*ABOUT THIS TASK*.
Scan the entries for the word "struct" and return every line that has it.

*DATA PROVIDED*.
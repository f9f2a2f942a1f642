//! Configuration validation for environment records.
//!
//! Validation covers what the synthesizer itself depends on: non-empty names
//! and unique behavior path patterns. Combinations that are merely invalid on
//! the provider side (for example a malformed domain name) are deliberately
//! not checked here; they are rejected by the external provisioning step.

use crate::error::{ConfigError, EdgestackError, Result};
use std::collections::HashSet;
use tracing::debug;

use super::spec::EnvironmentConfig;

/// Validator for environment configurations.
#[derive(Debug, Default)]
pub struct ConfigValidator;

/// Validation result containing all errors found.
#[derive(Debug, Default)]
pub struct ValidationResult {
    /// List of validation errors.
    pub errors: Vec<ValidationError>,
    /// List of warnings (non-fatal issues).
    pub warnings: Vec<String>,
}

/// A single validation error.
#[derive(Debug)]
pub struct ValidationError {
    /// The field path that failed validation.
    pub field: String,
    /// The error message.
    pub message: String,
}

impl ValidationResult {
    /// Returns true if no errors were found.
    #[must_use]
    pub fn is_valid(&self) -> bool {
        self.errors.is_empty()
    }
}

impl ConfigValidator {
    /// Creates a new validator.
    #[must_use]
    pub const fn new() -> Self {
        Self
    }

    /// Validates an environment configuration.
    ///
    /// # Errors
    ///
    /// Returns an error if validation fails.
    pub fn validate(&self, config: &EnvironmentConfig) -> Result<ValidationResult> {
        let mut result = ValidationResult::default();

        Self::validate_names(config, &mut result);
        Self::validate_behaviors(config, &mut result);
        Self::validate_firewall(config, &mut result);
        Self::validate_domain(config, &mut result);

        if result.errors.is_empty() {
            debug!("Configuration validation passed");
            Ok(result)
        } else {
            let first_error = &result.errors[0];
            Err(EdgestackError::Config(ConfigError::ValidationError {
                message: first_error.message.clone(),
                field: Some(first_error.field.clone()),
            }))
        }
    }

    /// Validates required names.
    fn validate_names(config: &EnvironmentConfig, result: &mut ValidationResult) {
        if config.resource_name.is_empty() {
            result.errors.push(ValidationError {
                field: String::from("resource_name"),
                message: String::from("Resource name cannot be empty"),
            });
        }

        if config.origin_domain.is_empty() {
            result.errors.push(ValidationError {
                field: String::from("origin_domain"),
                message: String::from("Origin domain cannot be empty"),
            });
        }

        if config.log_bucket.is_empty() {
            result.errors.push(ValidationError {
                field: String::from("log_bucket"),
                message: String::from("Log bucket name cannot be empty"),
            });
        }
    }

    /// Validates behavior settings: path patterns must be unique keys.
    fn validate_behaviors(config: &EnvironmentConfig, result: &mut ValidationResult) {
        let mut seen: HashSet<&str> = HashSet::new();

        for behavior in &config.behaviors {
            if !seen.insert(behavior.path_pattern.as_str()) {
                result.errors.push(ValidationError {
                    field: String::from("behaviors"),
                    message: format!("Duplicate path pattern: {}", behavior.path_pattern),
                });
            }
        }
    }

    /// Validates firewall settings.
    fn validate_firewall(config: &EnvironmentConfig, result: &mut ValidationResult) {
        let mut seen: HashSet<&str> = HashSet::new();

        for rule in &config.managed_rules {
            if rule.is_empty() {
                result.errors.push(ValidationError {
                    field: String::from("managed_rules"),
                    message: String::from("Managed rule name cannot be empty"),
                });
            } else if !seen.insert(rule.as_str()) {
                result.warnings.push(format!(
                    "Managed rule '{rule}' listed more than once; each occurrence gets its own priority"
                ));
            }
        }
    }

    /// Warns about certificate/domain combinations that will not attach.
    fn validate_domain(config: &EnvironmentConfig, result: &mut ValidationResult) {
        let has_cert = config.certificate_arn.as_ref().is_some_and(|arn| !arn.is_empty());
        let has_domains = !config.alternate_domain_names.is_empty();

        if has_cert && !has_domains {
            result.warnings.push(String::from(
                "certificate_arn is set but alternate_domain_names is empty; neither will be attached",
            ));
        } else if has_domains && !has_cert {
            result.warnings.push(String::from(
                "alternate_domain_names is set but certificate_arn is empty; neither will be attached",
            ));
        }
    }
}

*PROBLEM SOLUTION*.
pub struct ConfigValidator;
pub struct ValidationResult {
pub struct ValidationError {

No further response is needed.